The voice of the poem is the speaker, possibly Seatter, looking aback on his childhood memories. This can tells us that from his upbringing he's been brought up with hopes for something else to become of his life. The line 'from no accent at all' suggests that the family the persona has come from, hardly catches the eye, its suggests that his family is the 'norm' and that his family is not any different to the families surrounding him.
Seatter identifies as a young boy who has grown up on the outside looking in. From my understanding, the persona has felt nothing but kindness from his childhood, he's been brought up well, he didn't get into trouble but he's hoping for something more. From the last 'I come from' in the poem there is a sense of change in the tone and the poem seams to take a morbid and depressing approach. I think this change means that Seatter has maybe realised his innocence and how naive he was in his younger years.
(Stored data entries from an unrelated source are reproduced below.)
//! Session engine for the camera's telnet shell
//!
//! A session tracks one persistent connection:
//! - Login handshake driven by the `login:`/`Password:` prompts
//! - Identification and the one-time status catch-up
//! - The outbound command gate and recurring poll
//!
//! The engine does no I/O. Every handler returns the [`Output`]s the
//! driver has to carry out, in order.

use std::time::Duration;

use tracing::{debug, info, trace, warn};
use vaddrust_types::{CameraState, ConnectionConfig, DeviceInfo};

use crate::constants::{CCU_GET_ALL, CRLF, VERSION_QUERY, WELCOME_PREFIX};
use crate::dispatcher::Dispatcher;
use crate::framer::{LineFramer, Prompt};
use crate::listener::{Listeners, StateListener};
use crate::poll::{CatchUp, PollScheduler};
use crate::reply::{self, Reply};

/// Credential the shell asked for last
#[derive(Debug, Clone, Copy, PartialEq, Eq)]
pub enum Credential {
    Username,
    Password,
}

/// Session state
#[derive(Debug, Clone, Copy, PartialEq, Eq)]
pub enum SessionState {
    /// No connection
    Disconnected,

    /// Transport is (being) connected, no prompt seen yet
    Connecting,

    /// Logging in
    AwaitingCredentials(Credential),

    /// Shell reached, waiting for the `version` reply
    Identifying,

    /// Running the post-login status queries
    CatchingUp,

    /// Accepting commands
    Ready,
}

/// Action the driver must perform
#[derive(Debug, Clone, PartialEq, Eq)]
pub enum Output {
    /// Write this text (already CRLF terminated)
    Send(String),

    /// Start the recurring poll timer
    ArmPollTimer(Duration),

    /// Stop the recurring poll timer
    DisarmPollTimer,
}

/// Per-connection flags, rebuilt on every connect attempt
#[derive(Debug, Default)]
pub struct SessionRuntime {
    logged_in: bool,
    device_name: String,
    framer: LineFramer,
    dispatcher: Dispatcher,
    poll: PollScheduler,
}

impl SessionRuntime {
    pub fn logged_in(&self) -> bool {
        self.logged_in
    }

    pub fn ok_to_send(&self) -> bool {
        self.dispatcher.ok_to_send()
    }

    pub fn pending_command(&self) -> Option<&str> {
        self.dispatcher.pending()
    }

    pub fn catch_up(&self) -> bool {
        self.poll.is_catching_up()
    }

    pub fn last_poll_index(&self) -> isize {
        self.poll.last_index()
    }

    /// Model name, empty until the camera is identified
    pub fn device_name(&self) -> &str {
        &self.device_name
    }
}

/// Session manager
///
/// Owns the runtime flags, the mirrored camera state and the listener
/// list. All mutation happens through `&mut self` handlers, one event at
/// a time.
#[derive(Debug)]
pub struct Session {
    config: ConnectionConfig,
    state: SessionState,
    runtime: SessionRuntime,
    camera: CameraState,
    device: Option<DeviceInfo>,
    listeners: Listeners,
}

impl Session {
    /// Create a disconnected session
    pub fn new(config: ConnectionConfig) -> Self {
        Self {
            config,
            state: SessionState::Disconnected,
            runtime: SessionRuntime::default(),
            camera: CameraState::default(),
            device: None,
            listeners: Listeners::default(),
        }
    }

    pub fn config(&self) -> &ConnectionConfig {
        &self.config
    }

    /// Replace the config, returning whether a reconnect is required
    ///
    /// The new config takes effect on the next connect attempt (and for
    /// polling, the next completed catch-up).
    pub fn replace_config(&mut self, config: ConnectionConfig) -> bool {
        let reconnect = self.config.requires_reconnect(&config);
        self.config = config;
        reconnect
    }

    /// Get current state
    pub fn state(&self) -> SessionState {
        self.state
    }

    pub fn runtime(&self) -> &SessionRuntime {
        &self.runtime
    }

    /// Last known camera attributes
    pub fn camera(&self) -> &CameraState {
        &self.camera
    }

    pub fn device_info(&self) -> Option<&DeviceInfo> {
        self.device.as_ref()
    }

    /// Check if connected
    pub fn is_connected(&self) -> bool {
        !matches!(self.state, SessionState::Disconnected)
    }

    pub fn is_logged_in(&self) -> bool {
        self.runtime.logged_in
    }

    pub fn add_listener(&mut self, listener: Box<dyn StateListener + Send>) {
        self.listeners.push(listener);
        debug!("{} state listener(s) registered", self.listeners.len());
    }

    /// Start a connect attempt with a fresh runtime
    pub fn begin_connect(&mut self) {
        self.runtime = SessionRuntime::default();
        self.set_state(SessionState::Connecting);
    }

    /// Transport is up; the shell speaks first
    pub fn on_connected(&mut self) {
        debug!("Connected to {}, waiting for prompt", self.config.address());
    }

    /// Feed received bytes
    pub fn on_data(&mut self, chunk: &[u8]) -> Vec<Output> {
        let mut out = Vec::new();

        if self.state == SessionState::Disconnected {
            warn!("Ignoring {} bytes received while disconnected", chunk.len());
            return out;
        }

        let framed = self.runtime.framer.feed(chunk);

        for line in &framed.lines {
            self.handle_line(line, &mut out);
        }

        if let Some(prompt) = framed.prompt {
            self.handle_prompt(prompt, &mut out);
        }

        out
    }

    /// Transport closed or failed
    ///
    /// The runtime is discarded, including any pending command. Camera
    /// state survives until fresh replies overwrite it.
    pub fn on_disconnected(&mut self) -> Vec<Output> {
        if let Some(pending) = self.runtime.pending_command() {
            debug!("Dropping pending command {:?}", pending);
        }

        self.runtime = SessionRuntime::default();
        self.set_state(SessionState::Disconnected);

        vec![Output::DisarmPollTimer]
    }

    /// Request a command through the gate
    ///
    /// Sent immediately when the shell is idle, otherwise parked in the
    /// single pending slot (replacing anything parked before).
    pub fn send_command(&mut self, cmd: &str) -> Vec<Output> {
        self.runtime
            .dispatcher
            .request(cmd)
            .map(Output::Send)
            .into_iter()
            .collect()
    }

    /// Recurring poll timer fired
    pub fn poll_tick(&mut self) -> Vec<Output> {
        if self.state != SessionState::Ready {
            trace!("Poll tick ignored in state {:?}", self.state);
            return Vec::new();
        }

        let cmd = self.runtime.poll.tick(self.camera.is_awake());
        trace!("Poll tick: {}", cmd);

        self.send_command(cmd)
    }

    fn handle_prompt(&mut self, prompt: Prompt, out: &mut Vec<Output>) {
        match prompt {
            Prompt::Username => {
                debug!("Login prompt, sending username");
                out.push(Output::Send(format!("{}{}", self.config.username, CRLF)));
                self.set_state(SessionState::AwaitingCredentials(Credential::Username));
            }
            Prompt::Password => {
                debug!("Password prompt, sending password");
                out.push(Output::Send(format!("{}{}", self.config.password, CRLF)));
                self.set_state(SessionState::AwaitingCredentials(Credential::Password));
            }
            Prompt::Ready => self.handle_shell_prompt(out),
        }
    }

    fn handle_shell_prompt(&mut self, out: &mut Vec<Output>) {
        self.runtime.logged_in = true;

        if self.runtime.device_name.is_empty() {
            out.push(Output::Send(format!("{}{}", VERSION_QUERY, CRLF)));
            self.runtime.poll.begin_catch_up();
            self.set_state(SessionState::Identifying);
        } else if self.runtime.poll.is_catching_up() {
            match self.runtime.poll.next_catch_up() {
                CatchUp::Send(cmd) => {
                    debug!("Catch-up query {}: {}", self.runtime.poll.last_index(), cmd);
                    out.push(Output::Send(format!("{}{}", cmd, CRLF)));
                }
                CatchUp::Done => {
                    debug!("Catch-up complete");

                    if self.config.polling_enabled {
                        out.push(Output::ArmPollTimer(self.config.polling_interval()));
                    }

                    self.set_state(SessionState::Ready);
                    // This prompt also means the shell is idle. Opening the
                    // gate here releases the `camera ccu get all` parked while
                    // identifying; nothing else would ever reopen it.
                    self.open_gate(out);
                }
            }
        } else {
            self.open_gate(out);
        }
    }

    fn open_gate(&mut self, out: &mut Vec<Output>) {
        self.runtime.dispatcher.open();

        if let Some(line) = self.runtime.dispatcher.flush() {
            out.push(Output::Send(line));
        }
    }

    fn handle_line(&mut self, line: &str, out: &mut Vec<Output>) {
        let line = line.trim_end_matches('\r');

        if !self.runtime.logged_in {
            self.check_welcome(line);
            return;
        }

        let Some(reply) = reply::parse(line) else {
            trace!("Unrecognized line: {:?}", line);
            return;
        };

        match reply {
            Reply::SystemVersion(text) => self.identify(&text, out),
            reply => {
                if let Some(field) = reply.apply(&mut self.camera) {
                    debug!("{} updated: {:?}", field, reply);
                    self.listeners.field_changed(field, &self.camera);
                }
            }
        }
    }

    fn check_welcome(&mut self, line: &str) {
        let welcome = line
            .strip_prefix(WELCOME_PREFIX)
            .is_some_and(|name| name == self.config.username);

        if welcome {
            debug!("Welcome line received, logged in");
            self.runtime.logged_in = true;
        }
    }

    fn identify(&mut self, line: &str, out: &mut Vec<Output>) {
        let info = DeviceInfo::from_version_line(line);
        info!("Connected to a {}", info.device_name);

        self.runtime.device_name = info.device_name.clone();
        self.listeners.identified(&info);
        self.device = Some(info);

        if self.state == SessionState::Identifying {
            self.set_state(SessionState::CatchingUp);
        }

        out.extend(self.send_command(CCU_GET_ALL));
    }

    fn set_state(&mut self, state: SessionState) {
        if self.state == state {
            return;
        }

        debug!("Session {:?} -> {:?}", self.state, state);
        self.state = state;
        self.listeners.status(state);
    }
}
The lines 'I come from rats behind the garage,
and a man who followed me
back from the library' takes quite a different approach, I fell that maybe whilst he was a child, this might not have been much of an issue but to a modern day audience I think this is quite powerful and really expresses Seatter as a person who had to grow up and mature quite fast and I think with the ending of the poem he has chosen to identify as someone who was in need of help and got lost between accepting things to be right or wrong.
I believe that with his maturity, Seatter has identified what is wrong with the world and how a child's view can be completely different to something that could have quite an effect on the person you grow up to become. I think he has chosen his identity by being so expressionist within his own work as all his work represents a thought, feeling or memory he has once had.